Son regard boursouflé par une paupière graisseuse racontait l’effort de sa pénible progression. Sa jambe s’abattait sur le sol comme la chute d’une colonne de marbre, sa bouche soufflait des brides de tempêtes escortée par une rivière de sueur. Sans un mot lâché, son corps contait l’aversion de sa chair à progresser dans l’espace. L’homme avait la bedaine mythologique d’un Bacchus s’offrant une prolongation adipeuse jusqu’en dessous de la ceinture. Une masse physique qui déplaçait ses molécules dans l’air, une douloureuse passante dans ce mélange de gaz. Et voilà que la seconde colonne s’éclate contre le bitume et les lèvres du gonflé soufflent encore. Ses yeux croisent les miens, je vois en eux la peine et l’effort des coureurs de fond.
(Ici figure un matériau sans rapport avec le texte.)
// findash-core/src/drag.rs
use crate::{DashboardEvent, EventBus, Reorder};

/// Lifecycle of a reorder gesture
#[derive(Debug, Clone, Default, PartialEq, Eq)]
pub enum DragState {
    #[default]
    Idle,
    /// Widget currently lifted; advisory for the host's visual feedback
    Dragging(String),
}

/// Turns drag-start / drag-end gestures into a single reorder on drop.
///
/// Nothing touches the layout until the gesture ends, so cancelling needs no rollback.
#[derive(Debug, Default)]
pub struct DragController {
    state: DragState,
    bus: Option<EventBus>,
}

impl DragController {
    pub fn new() -> Self {
        Self::default()
    }

    pub fn with_event_bus(mut self, bus: EventBus) -> Self {
        self.bus = Some(bus);
        self
    }

    pub fn state(&self) -> &DragState {
        &self.state
    }

    pub fn active_id(&self) -> Option<&str> {
        match &self.state {
            DragState::Dragging(id) => Some(id),
            DragState::Idle => None,
        }
    }

    pub fn is_dragging(&self) -> bool {
        matches!(self.state, DragState::Dragging(_))
    }

    /// Lift `id`. Starting a new gesture mid-drag abandons the previous one.
    pub fn begin(&mut self, id: impl Into<String>) {
        let id = id.into();
        tracing::debug!(widget_id = %id, "drag started");
        self.publish(DashboardEvent::DragStarted {
            widget_id: id.clone(),
        });
        self.state = DragState::Dragging(id);
    }

    /// Finish the gesture over `over`; reorders only when dropped on a different widget.
    ///
    /// Returns whether the layout changed.
    pub fn end<R>(&mut self, over: Option<&str>, layout: &mut R) -> bool
    where
        R: Reorder + ?Sized,
    {
        let DragState::Dragging(active) = std::mem::take(&mut self.state) else {
            return false;
        };

        let reordered = match over {
            Some(target) if target != active => layout.reorder(&active, target),
            _ => false,
        };

        tracing::debug!(widget_id = %active, over = ?over, reordered, "drag ended");
        self.publish(DashboardEvent::DragEnded {
            widget_id: active,
            over: over.map(str::to_string),
            reordered,
        });
        reordered
    }

    /// Abort the gesture without touching the layout
    pub fn cancel(&mut self) {
        if let DragState::Dragging(active) = std::mem::take(&mut self.state) {
            tracing::debug!(widget_id = %active, "drag cancelled");
            self.publish(DashboardEvent::DragEnded {
                widget_id: active,
                over: None,
                reordered: false,
            });
        }
    }

    fn publish(&self, event: DashboardEvent) {
        if let Some(bus) = &self.bus {
            bus.publish(event);
        }
    }
}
Sa peine est encore longue, il lui reste un bon mètre pour traverser la chaussée avant que le néon ne crie au rouge. J’abandonne alors l’homme balançant ses piédestaux à la conquête de l’asphalte pour rentrer dans le monde souterrain de ma ville.

 

A voir vos vies dans les rues de Paris, je dialogue souvent avec vous, parties qui l’habitent. Mes cernes ratatinées par mes rasades de nuits, baissent mes yeux un peu plus loin du ciel, me permettant l’échange avec ceux de mon espèce. Je sors de mon esprit chrysalide pour me barder à vos âmes anonymes où se greffent vos visages, vos enveloppes de chairs.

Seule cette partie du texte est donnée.